Print out each entry below exactly, please.
──────────────────────────────
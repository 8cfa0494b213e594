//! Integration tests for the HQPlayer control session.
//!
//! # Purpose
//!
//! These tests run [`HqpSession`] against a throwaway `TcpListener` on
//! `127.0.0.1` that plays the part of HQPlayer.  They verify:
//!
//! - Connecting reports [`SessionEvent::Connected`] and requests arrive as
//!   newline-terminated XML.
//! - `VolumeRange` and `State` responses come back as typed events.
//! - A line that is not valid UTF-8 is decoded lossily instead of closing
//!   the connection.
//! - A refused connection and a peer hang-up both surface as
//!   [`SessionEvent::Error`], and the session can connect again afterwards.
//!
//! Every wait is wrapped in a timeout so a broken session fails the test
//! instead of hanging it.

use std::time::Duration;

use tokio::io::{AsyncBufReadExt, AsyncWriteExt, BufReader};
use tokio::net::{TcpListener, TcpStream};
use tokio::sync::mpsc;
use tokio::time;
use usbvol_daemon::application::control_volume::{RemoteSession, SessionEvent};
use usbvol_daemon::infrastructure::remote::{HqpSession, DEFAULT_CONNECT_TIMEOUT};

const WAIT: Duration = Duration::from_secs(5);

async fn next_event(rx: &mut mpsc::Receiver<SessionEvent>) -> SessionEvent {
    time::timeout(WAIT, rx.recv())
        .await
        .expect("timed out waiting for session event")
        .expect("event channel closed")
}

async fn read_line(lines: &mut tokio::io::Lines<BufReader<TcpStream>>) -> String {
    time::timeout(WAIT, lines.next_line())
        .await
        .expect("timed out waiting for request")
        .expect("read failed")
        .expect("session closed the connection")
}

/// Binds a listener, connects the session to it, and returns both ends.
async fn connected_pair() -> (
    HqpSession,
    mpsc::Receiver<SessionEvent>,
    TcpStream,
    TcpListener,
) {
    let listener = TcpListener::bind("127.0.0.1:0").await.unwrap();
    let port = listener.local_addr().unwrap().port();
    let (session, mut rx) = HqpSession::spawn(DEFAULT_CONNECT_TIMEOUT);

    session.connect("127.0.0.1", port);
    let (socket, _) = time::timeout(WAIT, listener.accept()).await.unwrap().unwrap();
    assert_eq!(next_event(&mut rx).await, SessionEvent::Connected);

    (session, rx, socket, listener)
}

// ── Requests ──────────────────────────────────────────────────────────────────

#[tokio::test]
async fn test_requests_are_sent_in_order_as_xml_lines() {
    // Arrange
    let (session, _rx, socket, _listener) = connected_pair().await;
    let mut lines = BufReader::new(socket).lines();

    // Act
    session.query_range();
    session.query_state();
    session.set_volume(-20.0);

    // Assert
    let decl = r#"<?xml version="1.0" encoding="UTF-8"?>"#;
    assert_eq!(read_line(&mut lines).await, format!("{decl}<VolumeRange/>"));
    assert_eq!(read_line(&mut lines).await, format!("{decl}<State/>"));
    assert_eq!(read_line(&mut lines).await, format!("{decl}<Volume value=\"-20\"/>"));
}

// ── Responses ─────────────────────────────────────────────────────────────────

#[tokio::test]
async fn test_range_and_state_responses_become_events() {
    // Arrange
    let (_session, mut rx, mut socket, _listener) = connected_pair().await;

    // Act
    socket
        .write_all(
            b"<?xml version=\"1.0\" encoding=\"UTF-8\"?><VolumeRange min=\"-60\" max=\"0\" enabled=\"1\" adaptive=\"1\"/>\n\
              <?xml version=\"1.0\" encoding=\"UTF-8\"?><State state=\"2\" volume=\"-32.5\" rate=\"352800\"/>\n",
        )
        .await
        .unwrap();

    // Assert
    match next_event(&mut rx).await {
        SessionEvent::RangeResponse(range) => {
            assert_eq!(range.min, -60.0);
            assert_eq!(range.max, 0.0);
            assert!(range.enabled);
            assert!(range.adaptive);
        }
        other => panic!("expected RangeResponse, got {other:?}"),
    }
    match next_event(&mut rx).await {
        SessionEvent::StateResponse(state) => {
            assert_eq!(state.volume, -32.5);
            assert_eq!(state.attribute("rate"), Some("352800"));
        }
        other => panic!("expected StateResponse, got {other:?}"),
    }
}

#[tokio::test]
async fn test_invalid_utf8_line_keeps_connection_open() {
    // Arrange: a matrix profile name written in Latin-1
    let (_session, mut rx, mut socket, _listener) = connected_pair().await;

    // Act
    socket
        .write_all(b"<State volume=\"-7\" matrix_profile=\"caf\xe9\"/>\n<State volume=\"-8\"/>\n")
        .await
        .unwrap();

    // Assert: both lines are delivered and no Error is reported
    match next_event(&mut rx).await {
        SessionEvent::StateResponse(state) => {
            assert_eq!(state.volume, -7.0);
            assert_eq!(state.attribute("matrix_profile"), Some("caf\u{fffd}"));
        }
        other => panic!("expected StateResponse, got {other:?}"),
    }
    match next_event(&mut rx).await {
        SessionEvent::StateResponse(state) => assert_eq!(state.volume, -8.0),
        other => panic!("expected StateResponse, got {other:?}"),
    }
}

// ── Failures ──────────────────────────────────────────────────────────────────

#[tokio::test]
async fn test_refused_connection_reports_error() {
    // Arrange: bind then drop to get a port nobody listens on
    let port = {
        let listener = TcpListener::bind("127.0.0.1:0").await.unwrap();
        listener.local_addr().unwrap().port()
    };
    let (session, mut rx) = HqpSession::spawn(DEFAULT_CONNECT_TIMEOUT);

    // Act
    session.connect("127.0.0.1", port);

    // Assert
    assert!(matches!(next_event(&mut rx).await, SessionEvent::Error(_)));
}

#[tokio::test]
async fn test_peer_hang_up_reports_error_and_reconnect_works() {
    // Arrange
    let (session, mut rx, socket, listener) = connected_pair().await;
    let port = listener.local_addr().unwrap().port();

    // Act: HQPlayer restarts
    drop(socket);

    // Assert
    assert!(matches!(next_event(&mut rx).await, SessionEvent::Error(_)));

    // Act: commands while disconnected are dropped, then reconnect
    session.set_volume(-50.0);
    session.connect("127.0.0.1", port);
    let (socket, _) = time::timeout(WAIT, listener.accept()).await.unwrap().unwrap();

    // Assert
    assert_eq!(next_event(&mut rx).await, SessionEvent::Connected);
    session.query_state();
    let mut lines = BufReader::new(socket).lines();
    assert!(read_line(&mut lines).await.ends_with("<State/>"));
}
──────────────────────────────
*OUTPUT*
repository 8cfa0494b213e594
//! Integration tests for the HQPlayer control session.
//!
//! # Purpose
//!
//! These tests run [`HqpSession`] against a throwaway `TcpListener` on
//! `127.0.0.1` that plays the part of HQPlayer.  They verify:
//!
//! - Connecting reports [`SessionEvent::Connected`] and requests arrive as
//!   newline-terminated XML.
//! - `VolumeRange` and `State` responses come back as typed events.
//! - A line that is not valid UTF-8 is decoded lossily instead of closing
//!   the connection.
//! - A refused connection and a peer hang-up both surface as
//!   [`SessionEvent::Error`], and the session can connect again afterwards.
//!
//! Every wait is wrapped in a timeout so a broken session fails the test
//! instead of hanging it.

use std::time::Duration;

use tokio::io::{AsyncBufReadExt, AsyncWriteExt, BufReader};
use tokio::net::{TcpListener, TcpStream};
use tokio::sync::mpsc;
use tokio::time;
use usbvol_daemon::application::control_volume::{RemoteSession, SessionEvent};
use usbvol_daemon::infrastructure::remote::{HqpSession, DEFAULT_CONNECT_TIMEOUT};

const WAIT: Duration = Duration::from_secs(5);

async fn next_event(rx: &mut mpsc::Receiver<SessionEvent>) -> SessionEvent {
    time::timeout(WAIT, rx.recv())
        .await
        .expect("timed out waiting for session event")
        .expect("event channel closed")
}

async fn read_line(lines: &mut tokio::io::Lines<BufReader<TcpStream>>) -> String {
    time::timeout(WAIT, lines.next_line())
        .await
        .expect("timed out waiting for request")
        .expect("read failed")
        .expect("session closed the connection")
}

/// Binds a listener, connects the session to it, and returns both ends.
async fn connected_pair() -> (
    HqpSession,
    mpsc::Receiver<SessionEvent>,
    TcpStream,
    TcpListener,
) {
    let listener = TcpListener::bind("127.0.0.1:0").await.unwrap();
    let port = listener.local_addr().unwrap().port();
    let (session, mut rx) = HqpSession::spawn(DEFAULT_CONNECT_TIMEOUT);

    session.connect("127.0.0.1", port);
    let (socket, _) = time::timeout(WAIT, listener.accept()).await.unwrap().unwrap();
    assert_eq!(next_event(&mut rx).await, SessionEvent::Connected);

    (session, rx, socket, listener)
}

// ── Requests ──────────────────────────────────────────────────────────────────

#[tokio::test]
async fn test_requests_are_sent_in_order_as_xml_lines() {
    // Arrange
    let (session, _rx, socket, _listener) = connected_pair().await;
    let mut lines = BufReader::new(socket).lines();

    // Act
    session.query_range();
    session.query_state();
    session.set_volume(-20.0);

    // Assert
    let decl = r#"<?xml version="1.0" encoding="UTF-8"?>"#;
    assert_eq!(read_line(&mut lines).await, format!("{decl}<VolumeRange/>"));
    assert_eq!(read_line(&mut lines).await, format!("{decl}<State/>"));
    assert_eq!(read_line(&mut lines).await, format!("{decl}<Volume value=\"-20\"/>"));
}

// ── Responses ─────────────────────────────────────────────────────────────────

#[tokio::test]
async fn test_range_and_state_responses_become_events() {
    // Arrange
    let (_session, mut rx, mut socket, _listener) = connected_pair().await;

    // Act
    socket
        .write_all(
            b"<?xml version=\"1.0\" encoding=\"UTF-8\"?><VolumeRange min=\"-60\" max=\"0\" enabled=\"1\" adaptive=\"1\"/>\n\
              <?xml version=\"1.0\" encoding=\"UTF-8\"?><State state=\"2\" volume=\"-32.5\" rate=\"352800\"/>\n",
        )
        .await
        .unwrap();

    // Assert
    match next_event(&mut rx).await {
        SessionEvent::RangeResponse(range) => {
            assert_eq!(range.min, -60.0);
            assert_eq!(range.max, 0.0);
            assert!(range.enabled);
            assert!(range.adaptive);
        }
        other => panic!("expected RangeResponse, got {other:?}"),
    }
    match next_event(&mut rx).await {
        SessionEvent::StateResponse(state) => {
            assert_eq!(state.volume, -32.5);
            assert_eq!(state.attribute("rate"), Some("352800"));
        }
        other => panic!("expected StateResponse, got {other:?}"),
    }
}

#[tokio::test]
async fn test_invalid_utf8_line_keeps_connection_open() {
    // Arrange: a matrix profile name written in Latin-1
    let (_session, mut rx, mut socket, _listener) = connected_pair().await;

    // Act
    socket
        .write_all(b"<State volume=\"-7\" matrix_profile=\"caf\xe9\"/>\n<State volume=\"-8\"/>\n")
        .await
        .unwrap();

    // Assert: both lines are delivered and no Error is reported
    match next_event(&mut rx).await {
        SessionEvent::StateResponse(state) => {
            assert_eq!(state.volume, -7.0);
            assert_eq!(state.attribute("matrix_profile"), Some("caf\u{fffd}"));
        }
        other => panic!("expected StateResponse, got {other:?}"),
    }
    match next_event(&mut rx).await {
        SessionEvent::StateResponse(state) => assert_eq!(state.volume, -8.0),
        other => panic!("expected StateResponse, got {other:?}"),
    }
}

// ── Failures ──────────────────────────────────────────────────────────────────

#[tokio::test]
async fn test_refused_connection_reports_error() {
    // Arrange: bind then drop to get a port nobody listens on
    let port = {
        let listener = TcpListener::bind("127.0.0.1:0").await.unwrap();
        listener.local_addr().unwrap().port()
    };
    let (session, mut rx) = HqpSession::spawn(DEFAULT_CONNECT_TIMEOUT);

    // Act
    session.connect("127.0.0.1", port);

    // Assert
    assert!(matches!(next_event(&mut rx).await, SessionEvent::Error(_)));
}

#[tokio::test]
async fn test_peer_hang_up_reports_error_and_reconnect_works() {
    // Arrange
    let (session, mut rx, socket, listener) = connected_pair().await;
    let port = listener.local_addr().unwrap().port();

    // Act: HQPlayer restarts
    drop(socket);

    // Assert
    assert!(matches!(next_event(&mut rx).await, SessionEvent::Error(_)));

    // Act: commands while disconnected are dropped, then reconnect
    session.set_volume(-50.0);
    session.connect("127.0.0.1", port);
    let (socket, _) = time::timeout(WAIT, listener.accept()).await.unwrap().unwrap();

    // Assert
    assert_eq!(next_event(&mut rx).await, SessionEvent::Connected);
    session.query_state();
    let mut lines = BufReader::new(socket).lines();
    assert!(read_line(&mut lines).await.ends_with("<State/>"));
}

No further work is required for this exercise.